Now for the big news from the event, SQL 2008 Release Candidate 0 is now available on the MSDN Subscriber Downloads. You must have an MSDN Subscription at this point to download it, but this is supposed to change in the next day or two. I am downloading it now, and will be updating my slide decks for my June 17th presentation to the Tampa Users Group on the Manageability Features new to 2008.
The overviews provided at the SQL Saturday event were exciting and I can't wait to play with it tomorrow.
Wednesday, June 4, 2008
Not really a post dealing with SQL Server, but something I have found very useful in building the SQL CLR site Examples since I want them to be available in both VB.net and C#. Developer Fusion has a really nice tool that converts code from C# to VB and vice versa online.

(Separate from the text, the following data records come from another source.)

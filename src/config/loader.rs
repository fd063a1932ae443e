//! Configuration loader for persons-rs
//!
//! This module provides the `ConfigLoader` struct that handles loading
//! configuration from multiple sources with proper precedence.

use std::path::{Path, PathBuf};

use config::builder::DefaultState;
use config::{Config, ConfigBuilder, Environment, File, FileFormat};

use crate::config::environment::Environment as AppEnvironment;
use crate::config::error::ConfigError;
use crate::config::settings::Settings;

/// Environment variable for configuration directory
pub const CONFIG_DIR_ENV: &str = "PERSONS_CONFIG_DIR";

/// Environment variable for specific configuration file
pub const CONFIG_FILE_ENV: &str = "PERSONS_CONFIG_FILE";

/// Environment variable holding the database password
pub const DB_PASSWORD_ENV: &str = "DB_PASSWORD";

/// Default configuration directory
const DEFAULT_CONFIG_DIR: &str = "config";

/// Environment variable prefix for configuration overrides
const ENV_PREFIX: &str = "PERSONS";

/// Separator for nested configuration keys in environment variables
const ENV_SEPARATOR: &str = "__";

/// Configuration loader that handles layered configuration loading
///
/// The loader supports the following configuration sources (in order of priority):
/// 1. `default.yaml` - Base default configuration (required)
/// 2. `{environment}.yaml` - Tier-specific configuration (optional)
/// 3. `local.yaml` - Local overrides (optional)
/// 4. `PERSONS_*` environment variables
/// 5. `DB_PASSWORD` (highest priority, database password only)
#[derive(Debug)]
pub struct ConfigLoader {
    /// Configuration directory path
    config_dir: PathBuf,
    /// Specific configuration file path (if set, skips layered loading)
    config_file: Option<PathBuf>,
    /// Deployment tier
    environment: AppEnvironment,
}

impl ConfigLoader {
    /// Create a new configuration loader
    ///
    /// This reads environment variables to determine:
    /// - Configuration directory (`PERSONS_CONFIG_DIR`)
    /// - Specific configuration file (`PERSONS_CONFIG_FILE`)
    /// - Deployment tier (`PERSONS_APP_ENV`)
    ///
    /// # Errors
    ///
    /// Returns an error if both `PERSONS_CONFIG_DIR` and `PERSONS_CONFIG_FILE` are set.
    pub fn new() -> Result<Self, ConfigError> {
        let config_dir = std::env::var(CONFIG_DIR_ENV).ok().map(PathBuf::from);
        let config_file = std::env::var(CONFIG_FILE_ENV).ok().map(PathBuf::from);

        if config_dir.is_some() && config_file.is_some() {
            return Err(ConfigError::MutualExclusivityError(format!(
                "{CONFIG_DIR_ENV} and {CONFIG_FILE_ENV} cannot both be set. \
                 Use {CONFIG_DIR_ENV} for layered configuration or \
                 {CONFIG_FILE_ENV} for a single configuration file."
            )));
        }

        Ok(Self {
            config_dir: config_dir.unwrap_or_else(|| PathBuf::from(DEFAULT_CONFIG_DIR)),
            config_file,
            environment: AppEnvironment::from_env(),
        })
    }

    /// Load a single configuration file instead of the layered directory
    pub fn with_config_file(mut self, path: impl Into<PathBuf>) -> Self {
        self.config_file = Some(path.into());
        self
    }

    /// Override the deployment tier detected from the environment
    pub fn with_environment(mut self, environment: AppEnvironment) -> Self {
        self.environment = environment;
        self
    }

    /// Get the current deployment tier
    pub fn environment(&self) -> AppEnvironment {
        self.environment
    }

    /// Get the configuration directory path
    pub fn config_dir(&self) -> &Path {
        &self.config_dir
    }

    /// Load configuration from all sources
    ///
    /// # Errors
    ///
    /// Returns an error if:
    /// - `default.yaml` (or the explicit file) is not found
    /// - Configuration parsing fails
    /// - Configuration validation fails
    pub fn load(&self) -> Result<Settings, ConfigError> {
        let config = self.build_config()?;
        let settings: Settings = config.try_deserialize().map_err(|e| {
            ConfigError::ParseError(format!("Failed to deserialize configuration: {}", e))
        })?;

        settings.validate()?;

        Ok(settings)
    }

    /// Build the config::Config instance from all sources
    fn build_config(&self) -> Result<Config, ConfigError> {
        let builder = Config::builder();

        let builder = match &self.config_file {
            Some(config_file) => Self::add_file_source(builder, config_file, true)?,
            None => self.build_layered_config(builder)?,
        };

        // PERSONS_SERVER__PORT -> server.port
        let builder = Self::add_env_source(builder);

        let mut builder = builder.set_override("environment", self.environment.as_str())?;
        if let Ok(password) = std::env::var(DB_PASSWORD_ENV)
            && !password.is_empty()
        {
            builder = builder.set_override("database.password", password)?;
        }

        builder.build().map_err(ConfigError::from)
    }

    /// Build layered configuration from multiple files
    fn build_layered_config(
        &self,
        builder: ConfigBuilder<DefaultState>,
    ) -> Result<ConfigBuilder<DefaultState>, ConfigError> {
        let default_path = self.config_dir.join("default.yaml");
        let builder = Self::add_file_source(builder, &default_path, true)?;

        let env_path = self
            .config_dir
            .join(format!("{}.yaml", self.environment.as_str()));
        let builder = Self::add_file_source(builder, &env_path, false)?;

        // local.yaml doubles as the tier file for the local tier
        if self.environment != AppEnvironment::Local {
            let local_path = self.config_dir.join("local.yaml");
            return Self::add_file_source(builder, &local_path, false);
        }

        Ok(builder)
    }

    fn add_file_source(
        builder: ConfigBuilder<DefaultState>,
        path: &Path,
        required: bool,
    ) -> Result<ConfigBuilder<DefaultState>, ConfigError> {
        if required && !path.exists() {
            return Err(ConfigError::file_not_found(path));
        }

        Ok(builder.add_source(File::from(path).format(FileFormat::Yaml).required(required)))
    }

    /// Environment variables with prefix `PERSONS_` are mapped to configuration keys.
    /// Double underscores (`__`) separate nested keys.
    fn add_env_source(builder: ConfigBuilder<DefaultState>) -> ConfigBuilder<DefaultState> {
        builder.add_source(
            Environment::with_prefix(ENV_PREFIX)
                .prefix_separator("_")
                .separator(ENV_SEPARATOR)
                .ignore_empty(true)
                .try_parsing(true),
        )
    }
}

#[cfg(test)]
pub(crate) mod tests {
    use super::*;
    use std::fs;
    use std::sync::Mutex;
    use tempfile::TempDir;

    /// Serializes every test that touches process environment variables.
    pub(crate) static ENV_MUTEX: Mutex<()> = Mutex::new(());

    fn setup_config_dir(files: &[(&str, &str)]) -> TempDir {
        let temp_dir = TempDir::new().expect("Failed to create temp dir");
        for (name, content) in files {
            fs::write(temp_dir.path().join(name), content).expect("Failed to write config file");
        }
        temp_dir
    }

    /// Sets environment variables for one test and restores them on drop
    pub(crate) struct EnvGuard {
        vars_to_restore: Vec<(String, Option<String>)>,
    }

    impl EnvGuard {
        pub(crate) fn new() -> Self {
            Self {
                vars_to_restore: Vec::new(),
            }
        }

        pub(crate) fn set(&mut self, key: &str, value: &str) {
            self.vars_to_restore
                .push((key.to_string(), std::env::var(key).ok()));
            unsafe {
                std::env::set_var(key, value);
            }
        }

        pub(crate) fn remove(&mut self, key: &str) {
            self.vars_to_restore
                .push((key.to_string(), std::env::var(key).ok()));
            unsafe {
                std::env::remove_var(key);
            }
        }

        /// Clears every variable the loader reads
        pub(crate) fn clean() -> Self {
            let mut env = Self::new();
            env.remove(CONFIG_DIR_ENV);
            env.remove(CONFIG_FILE_ENV);
            env.remove(AppEnvironment::ENV_VAR);
            env.remove(DB_PASSWORD_ENV);
            env.remove("PERSONS_SERVER__PORT");
            env.remove("PERSONS_DATABASE__HOST");
            env
        }
    }

    impl Drop for EnvGuard {
        fn drop(&mut self) {
            for (key, original_value) in self.vars_to_restore.iter().rev() {
                unsafe {
                    match original_value {
                        Some(value) => std::env::set_var(key, value),
                        None => std::env::remove_var(key),
                    }
                }
            }
        }
    }

    const DEFAULT_YAML: &str = r#"
application:
  name: test-app
server:
  host: 127.0.0.1
  port: 3000
  request_timeout: 5
database:
  host: db.internal
  port: 5432
  username: persons
  dbname: persons
  ssl_mode: disable
"#;

    #[test]
    fn test_config_loader_new_default() {
        let _lock = ENV_MUTEX.lock().unwrap_or_else(|e| e.into_inner());
        let _env = EnvGuard::clean();

        let loader = ConfigLoader::new().expect("Should create loader");
        assert_eq!(loader.config_dir(), Path::new("config"));
        assert!(loader.config_file.is_none());
        assert_eq!(loader.environment(), AppEnvironment::Local);
    }

    #[test]
    fn test_config_loader_mutual_exclusivity_error() {
        let _lock = ENV_MUTEX.lock().unwrap_or_else(|e| e.into_inner());
        let mut env = EnvGuard::clean();
        env.set(CONFIG_DIR_ENV, "/custom/config");
        env.set(CONFIG_FILE_ENV, "/path/to/config.yaml");

        match ConfigLoader::new() {
            Err(ConfigError::MutualExclusivityError(msg)) => {
                assert!(msg.contains(CONFIG_DIR_ENV));
                assert!(msg.contains(CONFIG_FILE_ENV));
            }
            other => panic!("Expected MutualExclusivityError, got {:?}", other),
        }
    }

    #[test]
    fn test_config_loader_environment_from_env() {
        let _lock = ENV_MUTEX.lock().unwrap_or_else(|e| e.into_inner());
        let mut env = EnvGuard::clean();
        env.set(AppEnvironment::ENV_VAR, "prod");

        let loader = ConfigLoader::new().expect("Should create loader");
        assert_eq!(loader.environment(), AppEnvironment::Production);
    }

    #[test]
    fn test_load_missing_default_yaml() {
        let _lock = ENV_MUTEX.lock().unwrap_or_else(|e| e.into_inner());
        let mut env = EnvGuard::clean();
        let temp_dir = setup_config_dir(&[]);
        env.set(CONFIG_DIR_ENV, temp_dir.path().to_str().unwrap());

        match ConfigLoader::new().unwrap().load() {
            Err(ConfigError::FileNotFound(path)) => {
                assert!(path.ends_with("default.yaml"));
            }
            other => panic!("Expected FileNotFound error, got {:?}", other),
        }
    }

    #[test]
    fn test_load_default_yaml_only() {
        let _lock = ENV_MUTEX.lock().unwrap_or_else(|e| e.into_inner());
        let mut env = EnvGuard::clean();
        let temp_dir = setup_config_dir(&[("default.yaml", DEFAULT_YAML)]);
        env.set(CONFIG_DIR_ENV, temp_dir.path().to_str().unwrap());

        let settings = ConfigLoader::new().unwrap().load().expect("Should load");
        assert_eq!(settings.application.name, "test-app");
        assert_eq!(settings.server.port, 3000);
        assert_eq!(settings.server.request_timeout, 5);
        assert_eq!(settings.database.host, "db.internal");
        assert_eq!(settings.environment, AppEnvironment::Local);
        assert!(settings.database.password.is_empty());
    }

    #[test]
    fn test_tier_file_overrides_default() {
        let _lock = ENV_MUTEX.lock().unwrap_or_else(|e| e.into_inner());
        let mut env = EnvGuard::clean();
        let temp_dir = setup_config_dir(&[
            ("default.yaml", DEFAULT_YAML),
            ("production.yaml", "server:\n  port: 80\nlogger:\n  level: warn\n"),
            ("local.yaml", "server:\n  host: 0.0.0.0\n"),
        ]);
        env.set(CONFIG_DIR_ENV, temp_dir.path().to_str().unwrap());

        let settings = ConfigLoader::new()
            .unwrap()
            .with_environment(AppEnvironment::Production)
            .load()
            .unwrap();
        assert_eq!(settings.environment, AppEnvironment::Production);
        assert_eq!(settings.server.port, 80);
        assert_eq!(settings.server.host, "0.0.0.0");
        assert_eq!(settings.logger.level.as_deref(), Some("warn"));
    }

    #[test]
    fn test_env_vars_override_files() {
        let _lock = ENV_MUTEX.lock().unwrap_or_else(|e| e.into_inner());
        let mut env = EnvGuard::clean();
        let temp_dir = setup_config_dir(&[("default.yaml", DEFAULT_YAML)]);
        env.set(CONFIG_DIR_ENV, temp_dir.path().to_str().unwrap());
        env.set("PERSONS_SERVER__PORT", "9090");
        env.set("PERSONS_DATABASE__HOST", "override.internal");

        let settings = ConfigLoader::new().unwrap().load().unwrap();
        assert_eq!(settings.server.port, 9090);
        assert_eq!(settings.database.host, "override.internal");
    }

    #[test]
    fn test_db_password_comes_from_environment() {
        let _lock = ENV_MUTEX.lock().unwrap_or_else(|e| e.into_inner());
        let mut env = EnvGuard::clean();
        let temp_dir = setup_config_dir(&[("default.yaml", DEFAULT_YAML)]);
        env.set(CONFIG_DIR_ENV, temp_dir.path().to_str().unwrap());
        env.set(DB_PASSWORD_ENV, "s3cr3t pass");

        let settings = ConfigLoader::new().unwrap().load().unwrap();
        assert_eq!(settings.database.password, "s3cr3t pass");
        assert!(
            settings
                .database
                .connection_string()
                .contains("password='s3cr3t pass'")
        );
    }

    #[test]
    fn test_explicit_config_file() {
        let _lock = ENV_MUTEX.lock().unwrap_or_else(|e| e.into_inner());
        let _env = EnvGuard::clean();
        let temp_dir = setup_config_dir(&[("custom.yaml", "server:\n  port: 7000\n")]);

        let settings = ConfigLoader::new()
            .unwrap()
            .with_config_file(temp_dir.path().join("custom.yaml"))
            .load()
            .unwrap();
        assert_eq!(settings.server.port, 7000);
        assert_eq!(settings.database.dbname, "persons");
    }

    #[test]
    fn test_invalid_values_fail_validation() {
        let _lock = ENV_MUTEX.lock().unwrap_or_else(|e| e.into_inner());
        let _env = EnvGuard::clean();
        let temp_dir = setup_config_dir(&[("bad.yaml", "database:\n  ssl_mode: maybe\n")]);

        let result = ConfigLoader::new()
            .unwrap()
            .with_config_file(temp_dir.path().join("bad.yaml"))
            .load();
        assert!(matches!(result, Err(ConfigError::ValidationError { .. })));
    }
}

For those who learned C#, the VB.net coding paradigm is somewhat confusing to figure out. I can easily rewrite a VB.net code file into C#, but going the other way has been extremely difficult for me to do.
Monday, June 2, 2008
A lot of questions get asked on the MSDN SQL Forums about Installing SQL Server on Vista and problems with Windows Accounts in the SysAdmin role due to the UAC. The Provisioning Tool for Vista that came with Service Pack 2 allows you to Provision a user to function as a SysAdmin inside of SQL Server. However, while answering a question on the forums that I could not seem to break through the problem without actually installing Vista and SQL Server on Vista, I found out that it is not necessary to Provision a User Account for it to be a SysAdmin inside of SQL Server.
I have always followed best practice installations for installing SQL Server whether it be a simple demo/test install or a full on production SQL Server my business will use. That being what it is, I always use SQL Authentication because I like having the sa user with an extremely complex password for those holy crap moments when I need the extra backdoor to SQL Server in a pinch. One of the first things I always do is remove Builtin\Administrators from SQL. If you do this, you have to explicitly add a Windows Account to SQL Server for it to login to SQL, and you have to explicitly assign the account to the SysAdmin fixed Server Role. Doing this removes the need to Provision the User inside of SQL Server since the account does not elevate its OS permissions as an Builtin\Administrator to access SQL.
If you are following Microsoft Security Best Practices, you shouldn't have to provision any windows accounts for them to access SQL Server. My recommendation to anyone using Vista would be to remove the Builtin\Administrators Group from SQL Server, and to explicitly add the correct accounts to SQL as a SysAdmin thereby eliminating the need for escalating permissions. I am surprised that Microsoft took the route of providing a provisioning tool to do what is a polar opposite of the recommendations that have been made since SQL Server 2000. The removal of Builtin\Administrators was covered in the following articles:
SQL Server 2000 Operations Guide: Security Administration (search for Builtin\Administrators)
What is most interesting is that the SQL Express Blog and the Books Online both cover creating the Windows Logins as SQL Logins to avoid running under escalated privileges but no one seems to offer this advice or follow it. Something new to consider and pass along on the forums as I answer questions.